After, Harold wanted to see where he was so he drew a tall mountain, hoping he could see his window. But when he falls off the mountain, Harold must draw a hot air balloon to catch himself. He lands and keeps looking for his window. Eventually he has created a whole city full of buildings with windows, but he still does not know where he is. Looking up at the moon, Harold remembers that the moon was always around his window! He is able to draw his window and his bed, and fall asleep.
Students will love following Harold on his evening adventure and watching the different illustrations he makes. If you are interested in using this book for your next interactive read aloud, then check out these Harold and the Purple Crayon activities.
Rainbow Activities for Kids
Below are some rainbow activities for kids that are appropriate for elementary students.
1. Sorting Activities
A very important early math skill is sorting. Students can sort by color, shape, and more. Consider creating a simple sorting activity for your students after readying aloud one of the rainbow books for kids listed above.
2. Spelling Activities
This spelling activities resource includes tons of engaging hands-on learning opportunities for students working on spelling and sight word practice. One of the activities is called Rainbow Words. In the Rainbow Words activity, students write their spelling words in pencil and then trace them using different colors. This ties in nicely with the rainbow activities mentioned in this post.

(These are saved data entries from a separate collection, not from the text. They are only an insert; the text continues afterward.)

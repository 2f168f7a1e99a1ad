// SPDX-FileCopyrightText: 2025 RAprogramm <andrey.rozanov.vl@gmail.com>
// SPDX-License-Identifier: MIT

//! Parser for the legacy row-per-record registry layout.
//!
//! The legacy format is a flat table: a header row naming the fields and one
//! record per data row. Unlike the transposed layout there is nothing to
//! pre-group; lookups scan the table and compare a derived normalized URL
//! column against the normalized query.

use std::io::Read;

use tracing::debug;

use crate::{
    error::Error,
    fields::REPOSITORY_URL,
    normalizer::{normalize_opt_repo_url, normalize_repo_url},
    record::ApiRecord,
    sheet::SheetGrid
};

/// Columns always copied into a canonical record when present.
const REQUIRED_COLUMNS: [&str; 7] = [
    REPOSITORY_URL,
    "api_technical_name",
    "version",
    "snow_business_application_id",
    "platform",
    "lifecycle_status",
    "classification"
];

/// Columns copied only when present and non-empty.
const OPTIONAL_COLUMNS: [&str; 3] = ["description", "owner_team", "contact_email"];

/// A row-per-record table with named columns.
///
/// The table keeps rows verbatim; canonical records are materialized only
/// for rows matching a lookup, preserving row order.
#[derive(Debug, Clone, Default, PartialEq, Eq)]
pub struct FlatTable {
    headers: Vec<String>,
    rows:    Vec<Vec<Option<String>>>
}

impl FlatTable {
    /// Builds a table from an unheadered grid, consuming the first row as
    /// the header row.
    ///
    /// Missing header cells become unnamed columns that no lookup can
    /// address; their values are retained but never copied into records.
    pub fn from_grid(grid: &SheetGrid) -> Self {
        let mut rows = grid.rows.iter();
        let headers = rows
            .next()
            .map(|cells| {
                cells
                    .iter()
                    .map(|cell| cell.as_deref().unwrap_or_default().trim().to_owned())
                    .collect()
            })
            .unwrap_or_default();

        Self {
            headers,
            rows: rows.cloned().collect()
        }
    }

    /// Reads a table from CSV bytes.
    ///
    /// Empty CSV fields become missing cells, matching the way workbook
    /// readers report blank cells. Ragged rows are tolerated; short rows
    /// simply have no value for the trailing columns.
    ///
    /// # Errors
    ///
    /// Propagates [`Error::Csv`](Error::Csv) when the reader cannot decode
    /// the header row or a data row.
    pub fn from_csv<R>(reader: R) -> Result<Self, Error>
    where
        R: Read
    {
        let mut csv_reader = csv::ReaderBuilder::new().flexible(true).from_reader(reader);

        let headers = csv_reader
            .headers()?
            .iter()
            .map(|header| header.trim().to_owned())
            .collect();

        let mut rows = Vec::new();
        for row in csv_reader.records() {
            let row = row?;
            rows.push(
                row.iter()
                    .map(|field| {
                        if field.is_empty() {
                            None
                        } else {
                            Some(field.to_owned())
                        }
                    })
                    .collect()
            );
        }

        Ok(Self {
            headers,
            rows
        })
    }

    /// Column headers in table order.
    pub fn headers(&self) -> &[String] {
        &self.headers
    }

    /// Number of data rows.
    pub fn row_count(&self) -> usize {
        self.rows.len()
    }

    /// Finds every record whose repository URL normalizes to the query's
    /// normalized identity, in row order.
    ///
    /// An empty match list is "not found", not an error.
    ///
    /// # Errors
    ///
    /// Returns [`Error::MissingColumn`](Error::MissingColumn) when the table
    /// has no `repository_url` column; without it the table is unusable for
    /// lookups, which is a different condition than zero matching rows.
    pub fn find(&self, query_url: &str) -> Result<Vec<ApiRecord>, Error> {
        let repo_column = self
            .headers
            .iter()
            .position(|header| header == REPOSITORY_URL)
            .ok_or_else(|| Error::missing_column(REPOSITORY_URL))?;

        let normalized_query = normalize_repo_url(query_url);
        let mut matches = Vec::new();

        for row in &self.rows {
            let candidate = row.get(repo_column).and_then(|cell| cell.as_deref());
            if normalize_opt_repo_url(candidate) != normalized_query {
                continue;
            }
            matches.push(self.record_from_row(row));
        }

        debug!(
            query = %normalized_query,
            matches = matches.len(),
            rows = self.rows.len(),
            "scanned flat table"
        );

        Ok(matches)
    }

    fn record_from_row(&self, row: &[Option<String>]) -> ApiRecord {
        let mut record = ApiRecord::new();

        for column in REQUIRED_COLUMNS {
            if let Some(value) = self.cell_for(row, column) {
                record.insert(column, value);
            }
        }

        for column in OPTIONAL_COLUMNS {
            if let Some(value) = self.cell_for(row, column).filter(|value| !value.is_empty()) {
                record.insert(column, value);
            }
        }

        record
    }

    fn cell_for<'row>(&self, row: &'row [Option<String>], column: &str) -> Option<&'row str> {
        let index = self.headers.iter().position(|header| header == column)?;
        row.get(index).and_then(|cell| cell.as_deref())
    }
}
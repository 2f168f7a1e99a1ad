// SPDX-FileCopyrightText: 2025 RAprogramm <andrey.rozanov.vl@gmail.com>
// SPDX-License-Identifier: MIT

/// Pull-request publishing for rendered metadata manifests.
///
/// Walks the hosting API through the full workflow: resolve the default
/// branch, branch off its head commit, create or update the manifest file,
/// and open the pull request.
use chrono::Utc;
use indicatif::{ProgressBar, ProgressStyle};
use masterror::AppError;
use octocrab::{models::repos::Object, params::repos::Reference};
use serde::{Deserialize, Serialize};
use tracing::{debug, info};

use crate::{config::Settings, render::MANIFEST_FILE_NAME};

/// Prefix of generated metadata branches; a timestamp is appended.
const BRANCH_PREFIX: &str = "apix-metadata-";
/// Commit message used when writing the manifest file.
const COMMIT_MESSAGE: &str = "Add APIX metadata file for API audit";
/// Title of the opened pull request.
const PR_TITLE: &str = "Add APIX metadata file";
/// Body of the opened pull request.
const PR_BODY: &str = "This PR adds the APIX metadata file for API repository audit.\n\n\
                       Generated automatically by the APIX automation tool.";

/// Result of a manifest publication.
#[derive(Debug, Clone, Serialize, Deserialize)]
pub struct PublishResult {
    /// Branch that carries the manifest commit.
    pub branch:    String,
    /// Number of the opened pull request.
    pub pr_number: u64,
    /// Browser URL of the opened pull request, when reported.
    pub pr_url:    Option<String>
}

/// Publishes a rendered manifest to the repository behind `repo_url`.
///
/// # Arguments
///
/// * `settings` - Connection settings built at process start
/// * `repo_url` - Repository URL the manifest belongs to
/// * `manifest` - Rendered `apix.yaml` contents
///
/// # Errors
///
/// Returns [`AppError`] when the repository cannot be resolved from the
/// URL, when no token is configured, or when any hosting API step fails.
///
/// # Example
///
/// ```no_run
/// use apix::{publish_manifest, Settings};
///
/// # async fn example() -> Result<(), masterror::AppError> {
/// let settings = Settings::anonymous();
/// let result =
///     publish_manifest(&settings, "https://github.com/octocat/hello-world", "kind: APIMetadata")
///         .await?;
/// println!("opened PR #{}", result.pr_number);
/// # Ok(())
/// # }
/// ```
pub async fn publish_manifest(
    settings: &Settings,
    repo_url: &str,
    manifest: &str
) -> Result<PublishResult, AppError> {
    settings.require_token()?;
    let (owner, repo) = parse_owner_repo(repo_url)?;
    let octocrab = settings.client()?;

    let pb = ProgressBar::new_spinner();
    pb.set_style(
        ProgressStyle::default_spinner()
            .template("{spinner:.yellow} [{elapsed_precise}] {msg}")
            .expect("valid template")
    );

    pb.set_message(format!("Resolving default branch of {owner}/{repo}..."));
    debug!(owner, repo, "resolving default branch");
    let repository = octocrab
        .repos(&owner, &repo)
        .get()
        .await
        .map_err(|error| AppError::service(format!("failed to access {owner}/{repo}: {error}")))?;
    let default_branch = repository.default_branch.unwrap_or_else(|| "main".to_owned());

    pb.set_message(format!("Reading head of {default_branch}..."));
    let base_ref = octocrab
        .repos(&owner, &repo)
        .get_ref(&Reference::Branch(default_branch.clone()))
        .await
        .map_err(|error| {
            AppError::service(format!("failed to read branch {default_branch}: {error}"))
        })?;
    let base_sha = match base_ref.object {
        Object::Commit {
            sha, ..
        } => sha,
        Object::Tag {
            sha, ..
        } => sha,
        _ => {
            return Err(AppError::service(format!(
                "branch {default_branch} does not point at a commit"
            )));
        }
    };
    debug!(%base_sha, "resolved base commit");

    let branch = format!("{BRANCH_PREFIX}{}", Utc::now().format("%Y%m%d-%H%M%S"));
    pb.set_message(format!("Creating branch {branch}..."));
    info!(%branch, "creating metadata branch");
    octocrab
        .repos(&owner, &repo)
        .create_ref(&Reference::Branch(branch.clone()), base_sha)
        .await
        .map_err(|error| AppError::service(format!("failed to create branch {branch}: {error}")))?;

    pb.set_message(format!("Writing {MANIFEST_FILE_NAME}..."));
    let existing_sha = manifest_sha(&octocrab, &owner, &repo, &branch).await;
    match existing_sha {
        Some(sha) => {
            debug!("manifest exists, updating");
            octocrab
                .repos(&owner, &repo)
                .update_file(MANIFEST_FILE_NAME, COMMIT_MESSAGE, manifest, &sha)
                .branch(&branch)
                .send()
                .await
                .map_err(|error| {
                    AppError::service(format!("failed to update {MANIFEST_FILE_NAME}: {error}"))
                })?;
        }
        None => {
            debug!("manifest missing, creating");
            octocrab
                .repos(&owner, &repo)
                .create_file(MANIFEST_FILE_NAME, COMMIT_MESSAGE, manifest)
                .branch(&branch)
                .send()
                .await
                .map_err(|error| {
                    AppError::service(format!("failed to create {MANIFEST_FILE_NAME}: {error}"))
                })?;
        }
    }

    pb.set_message(format!("Opening pull request into {default_branch}..."));
    let pull_request = octocrab
        .pulls(&owner, &repo)
        .create(PR_TITLE, &branch, &default_branch)
        .body(PR_BODY)
        .send()
        .await
        .map_err(|error| AppError::service(format!("failed to create pull request: {error}")))?;

    let pr_url = pull_request.html_url.as_ref().map(ToString::to_string);
    pb.finish_with_message(format!("Opened PR #{}", pull_request.number));
    info!(pr = pull_request.number, "published manifest");

    Ok(PublishResult {
        branch,
        pr_number: pull_request.number,
        pr_url
    })
}

async fn manifest_sha(
    octocrab: &octocrab::Octocrab,
    owner: &str,
    repo: &str,
    branch: &str
) -> Option<String> {
    let contents = octocrab
        .repos(owner, repo)
        .get_content()
        .path(MANIFEST_FILE_NAME)
        .r#ref(branch)
        .send()
        .await
        .ok()?;

    contents.items.first().map(|item| item.sha.clone())
}

/// Derives `(owner, repo)` from a repository URL.
///
/// The last two path segments are taken as owner and repository; a
/// trailing slash and a `.git` suffix are tolerated. Works for full HTTPS
/// URLs and for `owner/repo` shorthand.
///
/// # Errors
///
/// Returns [`AppError`] when the URL does not carry both segments.
pub fn parse_owner_repo(repo_url: &str) -> Result<(String, String), AppError> {
    let trimmed = repo_url.trim().trim_end_matches('/');
    let mut segments = trimmed.rsplit('/');

    let repo = segments
        .next()
        .map(|segment| segment.strip_suffix(".git").unwrap_or(segment))
        .filter(|segment| !segment.is_empty());
    let owner = segments
        .next()
        .filter(|segment| !segment.is_empty() && !segment.ends_with(':'));

    match (owner, repo) {
        (Some(owner), Some(repo)) => Ok((owner.to_owned(), repo.to_owned())),
        _ => Err(AppError::validation(format!(
            "cannot derive owner and repository from '{repo_url}'"
        )))
    }
}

3. Rainbow Math Activities
The Wizard of Oz is one of my favorite read aloud books. There are so many versions ranging from the original by L. Frank Baum to picture books. The story lends itself to meaningul discussions about friendship, courage, being true to yourself and so much more.
When I taught my big Wizard of Oz unit and made rainbow crafts in my classroom, I always added some math practice in to make the activity not only fun, but also educational purposes. The strips of paper lend themselves to work with linear measurement. Teachers can have the students cut the strips to assigned lengths or can precut them and require the students to measure them and record their findings. You can cut the colors into different lengths and create line plots to display the results. Additionally, students can be surveyed about their favorite colors and the class can construct and interpret data from a bar graph or picture graph. Younger learners can sort by colors or count colored objects. As a writing connection, you can have your students write descriptive paragraphs about an object that is their favorite color or creative stories about rainbows.
Rainbow Crafts for Kids
After spending a week in sunny, green, flower-filled Florida, the northeast is looking really blah! We’re at that seasonal phase where winter has worn out its welcome. And I’m CRAVING color! Lots of color.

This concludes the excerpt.